Now the above code likely worked as expected because we only now have records where the effort is actually the area code. We could create and algorithm were we move these values to the right variable. One way out of many could be:

d <- 
  d |> 
  mutate(effort = str_remove(effort, "hrs"),
         # get rid of spaces at the beginning or the end of a character vector
         effort = str_squish(effort)) |> 
  mutate(tmp = as.numeric(effort),
         area = case_when(!is.na(effort) & is.na(tmp) & is.na(area) ~ effort,
                          .default = area)) |> 
  # lets remove the original effort and then rename the tmp as effort
  select(-effort) |> 
  rename(effort = tmp)
d |> glimpse()

Rows: 14,966
Columns: 10
$ vid     <chr> "586BE", "586BE", "428SP", "428SP", "586BE", "586BE", "582BW",…
$ lid     <chr> "BAEP", "BAEP", "SAPB", "SAPB", "BAEP", "BAEP", "BAIM1", "BAIM…
$ date    <chr> "01/01/2023", "01/01/2023", "01/01/2023", "01/01/2023", "01/02…
$ gid     <chr> "SGUN", "SGUN", "HLIN", "HLIN", "SGUN", "SGUN", "TRAP", "TRAP"…
$ sid     <chr> "CLASSD", "PALIAR", "SERRGU", "SERRFU", "CLASSD", "PALIAR", "S…
$ wt      <dbl> 5, 240, 155, 20, 4, 85, 10, 10, 14, 22, 12, 12, 5, 60, 2, 3, 8…
$ n_traps <dbl> NA, NA, NA, NA, NA, NA, 200, 200, 200, NA, NA, NA, NA, 200, 15…
$ area    <chr> "E7", "E7", "B3", "B3", "E7", "E7", "D3,E3,D4,E4", "D3,E3,D4,E…
$ .rid    <int> 1, 2, 3, 4, 5, 6, 7, 8, 9, 10, 11, 12, 13, 14, 15, 16, 17, 18,…
$ effort  <dbl> NA, NA, NA, NA, NA, NA, 14, 14, 14, NA, NA, NA, NA, 14, 13, 13…

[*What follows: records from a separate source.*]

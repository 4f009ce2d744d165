//! Deterministic demographics.
//!
//! Each persona draws from a private ChaCha stream seeded only by its type
//! and roster index, so the same `(type, index)` always yields the same
//! profile regardless of the scenario seed.

use rand::{Rng, SeedableRng};
use rand_chacha::ChaCha8Rng;
use ttx_core::{HomeOwnership, PersonaDemographics, PersonaType, SocialStatus, TrustLevel};

const RACES: [&str; 6] = [
    "White",
    "Black",
    "Hispanic",
    "Asian",
    "Multiracial",
    "Native American",
];
const LEANINGS: [&str; 3] = ["liberal", "moderate", "conservative"];
const EDUCATION: [&str; 4] = ["high_school", "some_college", "bachelors", "graduate"];

fn type_ordinal(t: PersonaType) -> u64 {
    PersonaType::ALL
        .iter()
        .position(|x| *x == t)
        .unwrap_or_default() as u64
}

/// Seed for the demographics stream of one persona.
pub fn demographics_seed(t: PersonaType, index: u32) -> u64 {
    (type_ordinal(t) + 1).wrapping_mul(0x9E37_79B9_7F4A_7C15) ^ u64::from(index)
}

fn age_range(t: PersonaType) -> (u32, u32) {
    match t {
        PersonaType::Elderly => (68, 90),
        PersonaType::Planner => (35, 60),
        PersonaType::Skeptic => (30, 65),
        PersonaType::Anxious => (25, 55),
        PersonaType::ResourceConstrained => (20, 70),
        PersonaType::InformationSeeker => (25, 55),
        PersonaType::TechSavvy => (19, 38),
        PersonaType::Optimist => (22, 60),
        PersonaType::Caregiver => (30, 55),
        PersonaType::Stubborn => (45, 80),
    }
}

/// `items` must be non-empty; every table here is a constant.
fn pick<T: Copy, R: Rng + ?Sized>(items: &[T], rng: &mut R) -> T {
    items[rng.gen_range(0..items.len())]
}

/// Demographics for the `index`-th persona of type `t`.
pub fn generate_demographics(t: PersonaType, index: u32) -> PersonaDemographics {
    let mut rng = ChaCha8Rng::seed_from_u64(demographics_seed(t, index));
    let (lo, hi) = age_range(t);
    let age = rng.gen_range(lo..=hi);

    use SocialStatus::*;
    let social_status = match t {
        PersonaType::ResourceConstrained => LowIncome,
        PersonaType::Planner | PersonaType::TechSavvy => {
            pick(&[MiddleIncome, HighIncome], &mut rng)
        }
        _ => pick(&[LowIncome, MiddleIncome, MiddleIncome, HighIncome], &mut rng),
    };

    use TrustLevel::*;
    let trust_in_government = match t {
        PersonaType::Skeptic | PersonaType::Stubborn => Low,
        PersonaType::Planner | PersonaType::InformationSeeker => High,
        PersonaType::Elderly => pick(&[Medium, High], &mut rng),
        _ => pick(&[Low, Medium, Medium, High], &mut rng),
    };

    let education_level = match t {
        PersonaType::InformationSeeker | PersonaType::TechSavvy => pick(&EDUCATION[2..], &mut rng),
        _ => pick(&EDUCATION, &mut rng),
    };

    let household_size = match t {
        PersonaType::Elderly => rng.gen_range(1..=2),
        PersonaType::Caregiver => rng.gen_range(3..=6),
        _ => rng.gen_range(1..=5),
    };
    let has_children = match t {
        PersonaType::Caregiver => true,
        PersonaType::Elderly => false,
        _ => household_size > 1 && rng.gen_bool(0.4),
    };
    let has_vehicle = match t {
        PersonaType::ResourceConstrained => rng.gen_bool(0.3),
        PersonaType::Elderly => rng.gen_bool(0.6),
        _ => rng.gen_bool(0.9),
    };
    let home_ownership = match t {
        PersonaType::ResourceConstrained => HomeOwnership::Rent,
        PersonaType::Elderly if rng.gen_bool(0.8) => HomeOwnership::Own,
        PersonaType::Elderly => HomeOwnership::Rent,
        _ if rng.gen_bool(0.6) => HomeOwnership::Own,
        _ => HomeOwnership::Rent,
    };

    PersonaDemographics {
        age,
        race: pick(&RACES, &mut rng).to_string(),
        social_status,
        political_leaning: pick(&LEANINGS, &mut rng).to_string(),
        trust_in_government,
        education_level: education_level.to_string(),
        household_size,
        has_children,
        has_vehicle,
        home_ownership,
    }
}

So now we have (hopefully) gotten the effort records corrected. We may actually want to check what gear actually contain the effort (these should be only gears that require soak time):

d |> 
  filter(!is.na(effort)) |> 
  count(gid)

# A tibble: 10 × 2
   gid       n
   <chr> <int>
 1 BAIM      1
 2 HLIN     16
 3 LLIN      5
 4 SCUBA     3
 5 SGUN      1
 6 TRAP   2468
 7 TRAPS    64
 8 TROL      4
 9 Traps     3
10 traps     4

So for most of the records we do see gear coding that resembles something that requires soak time, but there are also some gears were we would not expect a value. Now the error here could be either because the gear was wrongly reported or that a soak time was accidentially entered. The only way to check that is by checking the original data.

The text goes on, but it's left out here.